===== Material provided
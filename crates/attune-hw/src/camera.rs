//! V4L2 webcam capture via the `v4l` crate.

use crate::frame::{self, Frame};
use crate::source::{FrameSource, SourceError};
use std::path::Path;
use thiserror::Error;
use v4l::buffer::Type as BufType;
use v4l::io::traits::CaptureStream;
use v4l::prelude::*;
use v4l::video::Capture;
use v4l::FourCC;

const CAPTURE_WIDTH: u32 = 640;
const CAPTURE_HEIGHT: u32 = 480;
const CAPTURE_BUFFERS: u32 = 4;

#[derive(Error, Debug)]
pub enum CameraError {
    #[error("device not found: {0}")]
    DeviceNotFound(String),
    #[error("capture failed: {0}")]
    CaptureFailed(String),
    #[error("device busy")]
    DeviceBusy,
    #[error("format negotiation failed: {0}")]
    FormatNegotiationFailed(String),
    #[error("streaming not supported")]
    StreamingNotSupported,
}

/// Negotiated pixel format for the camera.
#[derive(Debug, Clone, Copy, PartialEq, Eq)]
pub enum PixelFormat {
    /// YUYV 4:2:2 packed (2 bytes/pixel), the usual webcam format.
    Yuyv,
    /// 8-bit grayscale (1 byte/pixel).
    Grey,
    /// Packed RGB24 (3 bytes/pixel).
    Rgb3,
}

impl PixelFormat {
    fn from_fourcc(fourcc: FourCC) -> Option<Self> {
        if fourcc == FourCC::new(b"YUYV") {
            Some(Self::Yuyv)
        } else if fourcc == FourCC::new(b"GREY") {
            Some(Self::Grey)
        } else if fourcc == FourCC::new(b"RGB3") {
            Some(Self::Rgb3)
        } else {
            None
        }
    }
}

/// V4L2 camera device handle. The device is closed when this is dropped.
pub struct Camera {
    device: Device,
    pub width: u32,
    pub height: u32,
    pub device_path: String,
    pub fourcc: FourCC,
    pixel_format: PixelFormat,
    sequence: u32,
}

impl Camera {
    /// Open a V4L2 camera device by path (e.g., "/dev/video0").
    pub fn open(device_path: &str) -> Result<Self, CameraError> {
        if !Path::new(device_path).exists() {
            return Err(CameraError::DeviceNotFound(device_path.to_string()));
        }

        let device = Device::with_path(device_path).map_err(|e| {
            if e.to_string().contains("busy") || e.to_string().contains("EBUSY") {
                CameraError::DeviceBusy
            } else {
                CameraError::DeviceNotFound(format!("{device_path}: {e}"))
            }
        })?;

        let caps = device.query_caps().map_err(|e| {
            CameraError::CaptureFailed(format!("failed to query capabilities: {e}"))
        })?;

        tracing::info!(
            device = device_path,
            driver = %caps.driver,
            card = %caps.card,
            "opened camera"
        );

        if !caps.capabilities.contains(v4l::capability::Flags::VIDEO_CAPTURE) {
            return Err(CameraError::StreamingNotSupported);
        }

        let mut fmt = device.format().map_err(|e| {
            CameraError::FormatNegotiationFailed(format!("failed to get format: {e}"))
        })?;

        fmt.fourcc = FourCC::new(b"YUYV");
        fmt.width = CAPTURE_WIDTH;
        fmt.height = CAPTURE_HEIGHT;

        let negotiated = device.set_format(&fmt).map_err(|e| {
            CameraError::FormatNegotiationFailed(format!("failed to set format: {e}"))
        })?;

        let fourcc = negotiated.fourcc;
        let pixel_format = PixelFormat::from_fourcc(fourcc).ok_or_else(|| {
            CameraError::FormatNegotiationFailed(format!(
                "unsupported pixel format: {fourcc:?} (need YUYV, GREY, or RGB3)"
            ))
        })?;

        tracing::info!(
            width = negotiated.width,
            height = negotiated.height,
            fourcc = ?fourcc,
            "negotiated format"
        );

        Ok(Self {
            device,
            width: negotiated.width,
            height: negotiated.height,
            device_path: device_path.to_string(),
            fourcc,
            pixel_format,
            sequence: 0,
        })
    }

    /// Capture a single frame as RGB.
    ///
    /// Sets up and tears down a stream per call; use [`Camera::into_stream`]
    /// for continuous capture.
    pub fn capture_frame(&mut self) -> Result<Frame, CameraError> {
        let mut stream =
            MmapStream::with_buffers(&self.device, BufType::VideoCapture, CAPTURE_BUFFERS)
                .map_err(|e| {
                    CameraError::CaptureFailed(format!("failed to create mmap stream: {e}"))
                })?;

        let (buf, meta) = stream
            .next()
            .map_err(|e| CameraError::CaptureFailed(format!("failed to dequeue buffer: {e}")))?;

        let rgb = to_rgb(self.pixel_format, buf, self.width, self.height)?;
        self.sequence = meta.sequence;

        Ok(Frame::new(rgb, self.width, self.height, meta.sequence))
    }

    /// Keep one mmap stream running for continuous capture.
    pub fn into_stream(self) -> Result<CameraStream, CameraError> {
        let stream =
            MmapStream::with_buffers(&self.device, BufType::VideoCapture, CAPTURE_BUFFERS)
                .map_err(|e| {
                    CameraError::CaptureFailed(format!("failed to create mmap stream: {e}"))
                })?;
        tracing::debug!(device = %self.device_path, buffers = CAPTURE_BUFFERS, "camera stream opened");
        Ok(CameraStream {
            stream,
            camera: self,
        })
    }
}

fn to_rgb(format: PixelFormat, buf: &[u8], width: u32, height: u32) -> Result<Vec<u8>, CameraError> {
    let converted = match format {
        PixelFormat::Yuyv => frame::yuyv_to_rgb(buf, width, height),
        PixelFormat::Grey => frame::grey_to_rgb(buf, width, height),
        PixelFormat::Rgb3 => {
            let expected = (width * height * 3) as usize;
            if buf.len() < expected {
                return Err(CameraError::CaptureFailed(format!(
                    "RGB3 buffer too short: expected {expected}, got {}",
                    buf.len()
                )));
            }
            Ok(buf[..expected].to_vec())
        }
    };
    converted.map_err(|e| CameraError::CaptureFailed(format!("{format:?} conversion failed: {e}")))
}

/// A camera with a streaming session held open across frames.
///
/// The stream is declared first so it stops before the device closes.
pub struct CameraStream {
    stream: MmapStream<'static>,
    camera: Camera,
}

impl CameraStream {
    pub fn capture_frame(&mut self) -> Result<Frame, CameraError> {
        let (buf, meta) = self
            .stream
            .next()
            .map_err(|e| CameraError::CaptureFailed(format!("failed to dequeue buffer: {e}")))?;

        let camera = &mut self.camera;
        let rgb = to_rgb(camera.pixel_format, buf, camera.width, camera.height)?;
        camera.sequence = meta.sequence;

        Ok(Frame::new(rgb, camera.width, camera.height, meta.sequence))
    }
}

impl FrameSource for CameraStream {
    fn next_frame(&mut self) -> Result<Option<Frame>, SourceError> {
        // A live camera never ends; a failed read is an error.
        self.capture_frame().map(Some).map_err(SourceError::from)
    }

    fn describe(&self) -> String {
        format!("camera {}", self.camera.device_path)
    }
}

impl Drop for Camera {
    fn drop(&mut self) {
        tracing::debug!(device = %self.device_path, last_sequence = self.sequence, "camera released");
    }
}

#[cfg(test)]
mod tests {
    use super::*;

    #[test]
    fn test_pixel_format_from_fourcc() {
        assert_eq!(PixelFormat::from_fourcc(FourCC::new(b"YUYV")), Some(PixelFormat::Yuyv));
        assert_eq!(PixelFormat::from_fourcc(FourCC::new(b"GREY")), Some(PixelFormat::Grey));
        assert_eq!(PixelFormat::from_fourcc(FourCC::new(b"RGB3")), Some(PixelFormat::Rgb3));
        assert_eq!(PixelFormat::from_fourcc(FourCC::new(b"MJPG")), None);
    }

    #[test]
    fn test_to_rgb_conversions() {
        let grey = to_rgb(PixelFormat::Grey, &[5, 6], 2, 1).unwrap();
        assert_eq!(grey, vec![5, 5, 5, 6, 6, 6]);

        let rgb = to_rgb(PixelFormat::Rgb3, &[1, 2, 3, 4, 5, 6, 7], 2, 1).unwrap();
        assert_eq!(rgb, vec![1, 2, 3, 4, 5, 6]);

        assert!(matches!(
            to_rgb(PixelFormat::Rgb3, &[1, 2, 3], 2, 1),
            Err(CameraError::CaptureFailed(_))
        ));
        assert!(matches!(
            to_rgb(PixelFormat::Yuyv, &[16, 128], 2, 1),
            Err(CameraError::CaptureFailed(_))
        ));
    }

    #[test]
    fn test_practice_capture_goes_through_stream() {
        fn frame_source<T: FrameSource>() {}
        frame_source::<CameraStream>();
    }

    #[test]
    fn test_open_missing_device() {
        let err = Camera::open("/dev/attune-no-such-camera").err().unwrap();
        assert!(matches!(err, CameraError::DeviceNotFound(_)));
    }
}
==========
Task directions
Could you please find every line of the listing above holding the string "converted" and copy it?

Response area
    let converted = match format {
    converted.map_err(|e| CameraError::CaptureFailed(format!("{format:?} conversion failed: {e}")))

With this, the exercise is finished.